--- THE DATA Enclosed Below ---

//! Configuration for the evolution engine.
//!
//! Strongly-typed configuration structures that map to a TOML file. The
//! defaults are a known-good parameter set for small control tasks, so a
//! pool built from `NeatConfig::default()` works without any file at all.
//!
//! ## Example `neat.toml`
//!
//! ```toml
//! [topology]
//! inputs = 4
//! outputs = 1
//!
//! [population]
//! size = 50
//! seed = 42
//!
//! [mutation]
//! link = 2.0
//! node = 0.5
//! ```

use serde::{Deserialize, Serialize};

/// Fixed network interface: how many input and output neurons every genome
/// has. Input ids are `0..inputs` (the last input is conventionally a bias
/// held at 1.0 by the environment), output ids are `inputs..inputs+outputs`.
#[derive(Serialize, Deserialize, Debug, Clone)]
#[serde(default)]
pub struct TopologyConfig {
    pub inputs: usize,
    pub outputs: usize,
}

impl Default for TopologyConfig {
    fn default() -> Self {
        Self {
            inputs: 4,
            outputs: 1,
        }
    }
}

/// Population-level parameters.
#[derive(Serialize, Deserialize, Debug, Clone)]
#[serde(default)]
pub struct PopulationConfig {
    /// Target number of genomes per generation.
    pub size: usize,
    /// Generations without improvement before a species is dropped.
    pub stale_species: u32,
    /// RNG seed; `None` seeds from entropy.
    pub seed: Option<u64>,
}

impl Default for PopulationConfig {
    fn default() -> Self {
        Self {
            size: 50,
            stale_species: 15,
            seed: None,
        }
    }
}

/// Initial per-genome mutation rates. Each genome owns its own copy of these
/// seven rates and jitters them every time it mutates, so mutation strength
/// self-adapts along a lineage.
#[derive(Serialize, Deserialize, Debug, Clone)]
#[serde(default)]
pub struct MutationConfig {
    /// Probability of a point-mutation pass over all weights.
    pub connection: f64,
    /// Expected number of new-link attempts per mutation.
    pub link: f64,
    /// Expected number of bias-link attempts per mutation.
    pub bias: f64,
    /// Expected number of node-split attempts per mutation.
    pub node: f64,
    /// Expected number of re-enable attempts per mutation.
    pub enable: f64,
    /// Expected number of disable attempts per mutation.
    pub disable: f64,
    /// Weight perturbation half-range for point mutation.
    pub step: f64,
    /// Probability that point mutation perturbs a weight rather than
    /// replacing it with a fresh uniform value in [-2, 2].
    pub perturbation: f64,
}

impl Default for MutationConfig {
    fn default() -> Self {
        Self {
            connection: 0.25,
            link: 2.0,
            bias: 0.4,
            node: 0.5,
            enable: 0.2,
            disable: 0.4,
            step: 0.1,
            perturbation: 0.9,
        }
    }
}

/// Genetic-distance coefficients for the compatibility test.
#[derive(Serialize, Deserialize, Debug, Clone)]
#[serde(default)]
pub struct SpeciationConfig {
    /// Weight of the disjoint-gene fraction.
    pub delta_disjoint: f64,
    /// Weight of the mean matched-gene weight difference.
    pub delta_weights: f64,
    /// Two genomes are the same species iff the weighted sum is below this.
    pub delta_threshold: f64,
}

impl Default for SpeciationConfig {
    fn default() -> Self {
        Self {
            delta_disjoint: 2.0,
            delta_weights: 0.4,
            delta_threshold: 1.0,
        }
    }
}

/// Reproduction parameters.
#[derive(Serialize, Deserialize, Debug, Clone)]
#[serde(default)]
pub struct BreedingConfig {
    /// Probability that a child is bred by crossover rather than cloning.
    pub crossover: f64,
}

impl Default for BreedingConfig {
    fn default() -> Self {
        Self { crossover: 0.75 }
    }
}

/// Complete engine configuration.
#[derive(Serialize, Deserialize, Debug, Clone, Default)]
#[serde(default)]
pub struct NeatConfig {
    pub topology: TopologyConfig,
    pub population: PopulationConfig,
    pub mutation: MutationConfig,
    pub speciation: SpeciationConfig,
    pub breeding: BreedingConfig,
}

impl NeatConfig {
    /// Validates all configuration parameters.
    ///
    /// Returns `Ok(())` if all parameters are valid, or `Err` with a
    /// description of the first validation failure.
    pub fn validate(&self) -> anyhow::Result<()> {
        anyhow::ensure!(
            self.topology.inputs >= 1,
            "At least one input neuron is required (the bias input)"
        );
        anyhow::ensure!(
            self.topology.outputs >= 1,
            "At least one output neuron is required"
        );
        anyhow::ensure!(self.population.size >= 1, "Population must be positive");
        anyhow::ensure!(
            self.population.size <= 100_000,
            "Population too large (max 100000)"
        );
        anyhow::ensure!(
            self.population.stale_species >= 1,
            "Stale-species threshold must be positive"
        );

        anyhow::ensure!(
            (0.0..=1.0).contains(&self.mutation.connection),
            "Point-mutation probability must be in [0.0, 1.0]"
        );
        for (name, rate) in [
            ("link", self.mutation.link),
            ("bias", self.mutation.bias),
            ("node", self.mutation.node),
            ("enable", self.mutation.enable),
            ("disable", self.mutation.disable),
        ] {
            anyhow::ensure!(rate >= 0.0, "Mutation rate `{name}` must be non-negative");
        }
        anyhow::ensure!(
            self.mutation.step >= 0.0,
            "Perturbation step must be non-negative"
        );
        anyhow::ensure!(
            (0.0..=1.0).contains(&self.mutation.perturbation),
            "Perturbation probability must be in [0.0, 1.0]"
        );

        anyhow::ensure!(
            self.speciation.delta_disjoint >= 0.0,
            "Disjoint coefficient must be non-negative"
        );
        anyhow::ensure!(
            self.speciation.delta_weights >= 0.0,
            "Weights coefficient must be non-negative"
        );
        anyhow::ensure!(
            self.speciation.delta_threshold > 0.0,
            "Compatibility threshold must be positive"
        );

        anyhow::ensure!(
            (0.0..=1.0).contains(&self.breeding.crossover),
            "Crossover probability must be in [0.0, 1.0]"
        );

        Ok(())
    }

    /// Loads and validates configuration from TOML text. Missing sections and
    /// fields fall back to defaults.
    pub fn from_toml(content: &str) -> anyhow::Result<Self> {
        let config = toml::from_str::<Self>(content)?;
        config.validate()?;
        Ok(config)
    }
}

#[cfg(test)]
mod tests {
    use super::*;

    #[test]
    fn test_default_config_validates() {
        let config = NeatConfig::default();
        assert!(config.validate().is_ok());
    }

    #[test]
    fn test_zero_inputs_rejected() {
        let config = NeatConfig {
            topology: TopologyConfig {
                inputs: 0,
                ..Default::default()
            },
            ..Default::default()
        };
        assert!(config.validate().is_err());
    }

    #[test]
    fn test_zero_population_rejected() {
        let config = NeatConfig {
            population: PopulationConfig {
                size: 0,
                ..Default::default()
            },
            ..Default::default()
        };
        assert!(config.validate().is_err());
    }

    #[test]
    fn test_perturbation_out_of_range_rejected() {
        let config = NeatConfig {
            mutation: MutationConfig {
                perturbation: 1.5,
                ..Default::default()
            },
            ..Default::default()
        };
        assert!(config.validate().is_err());
    }

    #[test]
    fn test_negative_link_rate_rejected() {
        let config = NeatConfig {
            mutation: MutationConfig {
                link: -0.1,
                ..Default::default()
            },
            ..Default::default()
        };
        assert!(config.validate().is_err());
    }

    #[test]
    fn test_partial_toml_overrides_defaults() {
        let config = NeatConfig::from_toml(
            r#"
            [topology]
            inputs = 6

            [population]
            seed = 7
            "#,
        )
        .expect("partial toml should parse");
        assert_eq!(config.topology.inputs, 6);
        assert_eq!(config.topology.outputs, 1);
        assert_eq!(config.population.seed, Some(7));
        assert_eq!(config.population.size, 50);
    }

    #[test]
    fn test_invalid_toml_rejected() {
        assert!(NeatConfig::from_toml("[population]\nsize = 0").is_err());
    }
}
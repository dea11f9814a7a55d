//! Line/column tracking for source text.
//!
//! Offsets are byte offsets (`TextSize`); lines and columns are 0-indexed
//! for LSP compatibility. Columns count bytes from the start of the line.

use text_size::{TextRange, TextSize};

use super::Span;

/// A position in source code (0-indexed)
#[derive(Debug, Clone, Copy, PartialEq, Eq, PartialOrd, Ord, Hash, Default)]
pub struct LineCol {
    pub line: u32,
    pub col: u32,
}

impl LineCol {
    pub fn new(line: u32, col: u32) -> Self {
        Self { line, col }
    }
}

/// Maps byte offsets to line/column pairs and back.
#[derive(Debug, Clone, PartialEq, Eq, Default)]
pub struct LineIndex {
    /// Offset of the first byte of every line.
    line_starts: Vec<TextSize>,
    len: TextSize,
}

impl LineIndex {
    pub fn new(text: &str) -> Self {
        let mut line_starts = vec![TextSize::new(0)];
        for (idx, byte) in text.bytes().enumerate() {
            if byte == b'\n' {
                line_starts.push(TextSize::new(idx as u32 + 1));
            }
        }
        Self {
            line_starts,
            len: TextSize::new(text.len() as u32),
        }
    }

    /// Number of lines (an empty text has one line).
    pub fn line_count(&self) -> usize {
        self.line_starts.len()
    }

    /// Total length of the indexed text.
    pub fn len(&self) -> TextSize {
        self.len
    }

    pub fn is_empty(&self) -> bool {
        self.len == TextSize::new(0)
    }

    /// Convert an offset to a line/column. Offsets past the end clamp to the end.
    pub fn line_col(&self, offset: TextSize) -> LineCol {
        let offset = offset.min(self.len);
        let line = self
            .line_starts
            .partition_point(|&start| start <= offset)
            .saturating_sub(1);
        let line_start = self.line_starts.get(line).copied().unwrap_or_default();
        LineCol {
            line: line as u32,
            col: u32::from(offset - line_start),
        }
    }

    /// Convert a line/column back to an offset.
    ///
    /// Lines past the end clamp to the end of the text; columns past the end
    /// of their line clamp to the line break.
    pub fn offset(&self, pos: LineCol) -> TextSize {
        let Some(&start) = self.line_starts.get(pos.line as usize) else {
            return self.len;
        };
        let line_end = self
            .line_starts
            .get(pos.line as usize + 1)
            .map(|next| *next - TextSize::new(1))
            .unwrap_or(self.len);
        (start + TextSize::new(pos.col)).min(line_end)
    }

    /// Build a [`Span`] for a range of this text.
    pub fn span(&self, range: TextRange) -> Span {
        let start = self.line_col(range.start());
        Span::new(range, start.line, start.col)
    }
}

#[cfg(test)]
mod tests {
    use super::*;

    #[test]
    fn test_line_col_roundtrip_on_multiline_text() {
        let index = LineIndex::new("ab\ncde\n\nf");
        assert_eq!(index.line_count(), 4);
        assert_eq!(index.line_col(TextSize::new(0)), LineCol::new(0, 0));
        assert_eq!(index.line_col(TextSize::new(4)), LineCol::new(1, 1));
        assert_eq!(index.line_col(TextSize::new(7)), LineCol::new(2, 0));
        assert_eq!(index.line_col(TextSize::new(8)), LineCol::new(3, 0));
        assert_eq!(index.offset(LineCol::new(1, 1)), TextSize::new(4));
    }

    #[test]
    fn test_offsets_clamp() {
        let index = LineIndex::new("ab\ncd");
        assert_eq!(index.line_col(TextSize::new(99)), LineCol::new(1, 2));
        assert_eq!(index.offset(LineCol::new(0, 40)), TextSize::new(2));
        assert_eq!(index.offset(LineCol::new(9, 0)), TextSize::new(5));
    }

    #[test]
    fn test_span_records_start_position() {
        let index = LineIndex::new("let a\nlet b");
        let span = index.span(TextRange::new(TextSize::new(10), TextSize::new(11)));
        assert_eq!((span.line, span.col), (1, 4));
        assert_eq!(span.len(), TextSize::new(1));
    }
}
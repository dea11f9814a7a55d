use std::fmt;
use std::sync::Arc;

/// Identity of an open document.
///
/// Opaque to this crate: whatever string the client used to open the
/// document. Cheap to clone.
#[derive(Clone, PartialEq, Eq, PartialOrd, Ord, Hash)]
pub struct Uri(Arc<str>);

impl Uri {
    pub fn new(uri: impl AsRef<str>) -> Self {
        Self(Arc::from(uri.as_ref()))
    }

    pub fn as_str(&self) -> &str {
        &self.0
    }
}

impl fmt::Debug for Uri {
    fn fmt(&self, f: &mut fmt::Formatter<'_>) -> fmt::Result {
        write!(f, "Uri({:?})", &*self.0)
    }
}

impl fmt::Display for Uri {
    fn fmt(&self, f: &mut fmt::Formatter<'_>) -> fmt::Result {
        f.write_str(&self.0)
    }
}

impl From<&str> for Uri {
    fn from(value: &str) -> Self {
        Self::new(value)
    }
}

impl From<String> for Uri {
    fn from(value: String) -> Self {
        Self(Arc::from(value))
    }
}

impl AsRef<str> for Uri {
    fn as_ref(&self) -> &str {
        &self.0
    }
}

impl std::borrow::Borrow<str> for Uri {
    fn borrow(&self) -> &str {
        &self.0
    }
}
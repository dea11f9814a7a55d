//! Token kinds for the terse notation.

/// Kind of a lexed token.
///
/// Trivia (whitespace, plain comments) never reaches the parser; line breaks
/// are folded into [`super::Token::newline_before`].
#[derive(Debug, Clone, Copy, PartialEq, Eq, Hash)]
pub enum SyntaxKind {
    // Literals & names
    Ident,
    IntNumber,
    FloatNumber,
    String,
    Char,
    DocComment,

    // Keywords
    UseKw,
    ClassKw,
    StructKw,
    RecordKw,
    InterfaceKw,
    EnumKw,
    ExtendKw,
    DelegateKw,
    FnKw,
    NewKw,
    LetKw,
    VarKw,
    ConstKw,
    PropKw,
    EventKw,
    PubKw,
    PrivKw,
    InternalKw,
    ProtectedKw,
    StaticKw,
    ExtendsKw,
    ImplementsKw,
    ReturnKw,
    ThrowKw,
    BreakKw,
    ContinueKw,
    IfKw,
    ElseKw,
    ForKw,
    InKw,
    WhileKw,
    TryKw,
    CatchKw,
    FinallyKw,
    MatchKw,
    ThisKw,
    BaseKw,
    TrueKw,
    FalseKw,
    NullKw,
    IsKw,

    // Punctuation
    LBrace,
    RBrace,
    LParen,
    RParen,
    LBracket,
    RBracket,
    Semicolon,
    Colon,
    Comma,
    Dot,
    DotDot,
    FatArrow,
    Arrow,
    Eq,
    EqEq,
    BangEq,
    Lt,
    LtEq,
    Gt,
    GtEq,
    Plus,
    Minus,
    Star,
    Slash,
    Percent,
    Bang,
    AmpAmp,
    PipePipe,
    Pipe,
    QuestionQuestion,
    Question,
    PlusEq,
    MinusEq,

    /// Unrecognized input; the lexer reports it and keeps going.
    Error,
    /// Synthetic end-of-input marker returned when peeking past the last token.
    Eof,
}

impl SyntaxKind {
    /// Reserved words, in the order of the variants above.
    pub const KEYWORDS: &'static [&'static str] = &[
        "use",
        "class",
        "struct",
        "record",
        "interface",
        "enum",
        "extend",
        "delegate",
        "fn",
        "new",
        "let",
        "var",
        "const",
        "prop",
        "event",
        "pub",
        "priv",
        "internal",
        "protected",
        "static",
        "extends",
        "implements",
        "return",
        "throw",
        "break",
        "continue",
        "if",
        "else",
        "for",
        "in",
        "while",
        "try",
        "catch",
        "finally",
        "match",
        "this",
        "base",
        "true",
        "false",
        "null",
        "is",
    ];

    pub fn is_keyword_text(text: &str) -> bool {
        Self::KEYWORDS.contains(&text)
    }

    /// Tokens that may start a top-level or member declaration.
    pub fn starts_declaration(self) -> bool {
        matches!(
            self,
            SyntaxKind::UseKw
                | SyntaxKind::ClassKw
                | SyntaxKind::StructKw
                | SyntaxKind::RecordKw
                | SyntaxKind::InterfaceKw
                | SyntaxKind::EnumKw
                | SyntaxKind::ExtendKw
                | SyntaxKind::DelegateKw
                | SyntaxKind::FnKw
                | SyntaxKind::PubKw
                | SyntaxKind::PrivKw
                | SyntaxKind::InternalKw
                | SyntaxKind::ProtectedKw
                | SyntaxKind::StaticKw
        )
    }

    /// Tokens that may start a statement other than an expression statement.
    pub fn starts_statement(self) -> bool {
        matches!(
            self,
            SyntaxKind::LetKw
                | SyntaxKind::VarKw
                | SyntaxKind::ReturnKw
                | SyntaxKind::ThrowKw
                | SyntaxKind::BreakKw
                | SyntaxKind::ContinueKw
                | SyntaxKind::IfKw
                | SyntaxKind::ForKw
                | SyntaxKind::WhileKw
                | SyntaxKind::TryKw
                | SyntaxKind::MatchKw
        )
    }

    /// Human-readable name for diagnostics.
    pub fn describe(self) -> &'static str {
        match self {
            SyntaxKind::Ident => "identifier",
            SyntaxKind::IntNumber | SyntaxKind::FloatNumber => "number",
            SyntaxKind::String => "string",
            SyntaxKind::Char => "character",
            SyntaxKind::DocComment => "doc comment",
            SyntaxKind::LBrace => "`{`",
            SyntaxKind::RBrace => "`}`",
            SyntaxKind::LParen => "`(`",
            SyntaxKind::RParen => "`)`",
            SyntaxKind::LBracket => "`[`",
            SyntaxKind::RBracket => "`]`",
            SyntaxKind::Semicolon => "`;`",
            SyntaxKind::Colon => "`:`",
            SyntaxKind::Comma => "`,`",
            SyntaxKind::Dot => "`.`",
            SyntaxKind::DotDot => "`..`",
            SyntaxKind::FatArrow => "`=>`",
            SyntaxKind::Arrow => "`->`",
            SyntaxKind::Eq => "`=`",
            SyntaxKind::Gt => "`>`",
            SyntaxKind::Pipe => "`|`",
            SyntaxKind::InKw => "`in`",
            SyntaxKind::Eof => "end of file",
            SyntaxKind::Error => "invalid token",
            _ => "token",
        }
    }
}
//! Go-to-definition implementation.

use smol_str::SmolStr;
use text_size::TextSize;

use super::cursor::symbol_at;
use crate::base::{Span, Uri};
use crate::hir::{TypeResolver, WorkspaceSnapshot};
use crate::syntax::SymbolKind;

/// Result of a go-to-definition request.
#[derive(Clone, Debug)]
pub struct GotoResult {
    /// The targets to jump to.
    pub targets: Vec<GotoTarget>,
}

impl GotoResult {
    /// Create an empty result (no targets found).
    pub fn empty() -> Self {
        Self {
            targets: Vec::new(),
        }
    }

    /// Create a result with a single target.
    pub fn single(target: GotoTarget) -> Self {
        Self {
            targets: vec![target],
        }
    }

    /// Check if any targets were found.
    pub fn is_empty(&self) -> bool {
        self.targets.is_empty()
    }
}

/// A target location for go-to-definition.
#[derive(Clone, Debug)]
pub struct GotoTarget {
    /// The document containing the target.
    pub uri: Uri,
    /// Span of the declared name.
    pub span: Span,
    /// The symbol kind.
    pub kind: SymbolKind,
    /// The symbol name.
    pub name: SmolStr,
}

/// Find the definition of the symbol at `offset` in `uri`.
///
/// Locals, parameters and pattern bindings jump within the document;
/// members are looked up on the receiver's type (or the enclosing class),
/// other names through the workspace declarations. Built-in members have no
/// source location and yield an empty result.
pub fn goto_definition(snapshot: &WorkspaceSnapshot, uri: &Uri, offset: TextSize) -> GotoResult {
    let Some(resolver) = TypeResolver::new(snapshot, uri) else {
        return GotoResult::empty();
    };
    let Some(symbol) = symbol_at(&resolver, offset) else {
        return GotoResult::empty();
    };
    match symbol.definition(resolver.document()) {
        Some(def) => GotoResult::single(GotoTarget {
            uri: def.uri,
            span: def.span,
            kind: def.kind,
            name: symbol.name,
        }),
        None => GotoResult::empty(),
    }
}

#[cfg(test)]
mod tests {
    use super::*;
    use crate::hir::Workspace;

    fn goto(marked: &str) -> GotoResult {
        let offset = marked.find("$0").expect("cursor marker");
        let ws = Workspace::new();
        let uri = Uri::from("file:///a");
        ws.open(uri.clone(), &marked.replace("$0", ""), 1);
        goto_definition(&ws.snapshot(), &uri, TextSize::new(offset as u32))
    }

    fn target_text(marked: &str) -> Option<(String, SymbolKind)> {
        let text = marked.replace("$0", "");
        let result = goto(marked);
        let target = result.targets.first()?;
        Some((text[target.span.range].to_string(), target.kind))
    }

    #[test]
    fn test_goto_local() {
        let src = "fn f() {\n let count = 1\n return cou$0nt + 1\n}";
        let Some((name, kind)) = target_text(src) else {
            panic!("no target");
        };
        assert_eq!(name, "count");
        assert_eq!(kind, SymbolKind::Local);
        let result = goto(src);
        assert_eq!(result.targets[0].span.line, 1);
    }

    #[test]
    fn test_goto_parameter() {
        let Some((_, kind)) = target_text("fn f(p: int) -> int { return p$0 }") else {
            panic!("no target");
        };
        assert_eq!(kind, SymbolKind::Parameter);
    }

    #[test]
    fn test_goto_member_through_receiver() {
        let src = "class A { let size: int }\nfn f(a: A) { return a.si$0ze }";
        let result = goto(src);
        assert_eq!(result.targets.len(), 1);
        assert_eq!(result.targets[0].kind, SymbolKind::Field);
        assert_eq!(result.targets[0].span.line, 0);
    }

    #[test]
    fn test_goto_enclosing_class_member() {
        let source = "class A { let size: int\n fn get() -> int { return si$0ze } }";
        let Some((name, kind)) = target_text(source) else {
            panic!("no target");
        };
        assert_eq!(name, "size");
        assert_eq!(kind, SymbolKind::Field);
    }

    #[test]
    fn test_goto_builtin_member_is_empty() {
        assert!(goto("fn f(s: string) { s.Len$0gth }").is_empty());
        assert!(goto("fn f() { nothing$0 }").is_empty());
    }
}
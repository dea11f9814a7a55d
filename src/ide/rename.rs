//! Rename implementation.
//!
//! Edits are the occurrences [`find_references`] reports, declaration
//! included, so rename carries the same name-based matching rules.

use indexmap::IndexMap;
use smol_str::SmolStr;
use text_size::TextSize;
use thiserror::Error;

use super::cursor::symbol_at;
use super::references::find_references;
use super::text_utils::is_valid_identifier;
use crate::base::{Span, Uri};
use crate::hir::{TypeResolver, WorkspaceSnapshot};
use crate::parser::SyntaxKind;

/// Why a rename was refused.
#[derive(Debug, Clone, PartialEq, Eq, Error)]
pub enum RenameError {
    #[error("`{0}` is not a valid identifier")]
    InvalidIdentifier(SmolStr),
    #[error("`{0}` is a reserved keyword")]
    Keyword(SmolStr),
    #[error("no renameable symbol at the cursor")]
    NoSymbol,
}

/// Replace the text at `span` with `new_text`.
#[derive(Debug, Clone, PartialEq, Eq)]
pub struct TextEdit {
    pub span: Span,
    pub new_text: SmolStr,
}

/// Edits grouped per document, documents in workspace order.
pub type RenameEdits = IndexMap<Uri, Vec<TextEdit>>;

/// Rename the symbol at `offset` in `uri` to `new_name`.
///
/// Built-in members cannot be renamed.
pub fn rename(
    snapshot: &WorkspaceSnapshot,
    uri: &Uri,
    offset: TextSize,
    new_name: &str,
) -> Result<RenameEdits, RenameError> {
    if SyntaxKind::is_keyword_text(new_name) {
        return Err(RenameError::Keyword(SmolStr::new(new_name)));
    }
    if !is_valid_identifier(new_name) {
        return Err(RenameError::InvalidIdentifier(SmolStr::new(new_name)));
    }

    let resolver = TypeResolver::new(snapshot, uri).ok_or(RenameError::NoSymbol)?;
    let symbol = symbol_at(&resolver, offset).ok_or(RenameError::NoSymbol)?;
    if symbol.definition(resolver.document()).is_none() {
        return Err(RenameError::NoSymbol);
    }

    let result = find_references(snapshot, uri, offset, true);
    if result.is_empty() {
        return Err(RenameError::NoSymbol);
    }

    let new_text = SmolStr::new(new_name);
    let mut edits = RenameEdits::default();
    for reference in result.references {
        edits.entry(reference.uri).or_default().push(TextEdit {
            span: reference.span,
            new_text: new_text.clone(),
        });
    }
    tracing::debug!(
        from = %symbol.name,
        to = new_name,
        documents = edits.len(),
        "rename"
    );
    Ok(edits)
}
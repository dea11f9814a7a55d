//! High-level IR (HIR): documents, workspace index and type resolution.
//!
//! Everything here reads the immutable AST produced by a [`Frontend`]; the
//! only mutation is replacing a document's snapshot on edit.
//!
//! ## Key Types
//!
//! - [`Document`] / [`DocumentSnapshot`]: one document's analysis, swapped whole on update
//! - [`BindState`]: whether binding ran, was skipped, or failed
//! - [`Workspace`] / [`WorkspaceSnapshot`]: every open document, cross-file lookups
//! - [`EnclosingScope`] / [`ScopeVariable`]: names visible at a cursor
//! - [`TypeResolver`]: static type of an expression at a cursor
//!
//! ## Layers
//!
//! ```text
//! DocumentSnapshot::analyze   ← tokenize → parse → bind, per edit
//!     │
//!     ▼
//! WorkspaceSnapshot           ← declarations and member walks across documents
//!     │
//!     ▼
//! EnclosingScope::variables   ← names visible at an offset
//!     │
//!     ▼
//! TypeResolver                ← chains, calls, indexing, inference
//! ```

mod bind;
pub mod builtins;
mod diagnostics;
mod document;
mod frontend;
mod resolve;
mod scope;
mod workspace;

pub use bind::{BindError, BindState, BoundDecl, BoundModule, bind};
pub use diagnostics::{Diagnostic, Severity, codes, has_errors};
pub use document::{Document, DocumentSnapshot};
pub use frontend::{Frontend, NotationFrontend};
pub use resolve::{NameTarget, TypeResolver};
pub use scope::{
    Callable, EnclosingScope, Inference, InferenceRoot, Projection, ScopeVariable, VariableOrigin,
    pattern_variables, visible_variables,
};
pub use workspace::{DeclHit, MemberHit, Workspace, WorkspaceSnapshot};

--- End of Enclosed THE DATA ---

WORK REQUEST | Locate and copy each line in the data above that includes the word "engine".

REPLY |
//! Configuration for the evolution engine.
/// Complete engine configuration.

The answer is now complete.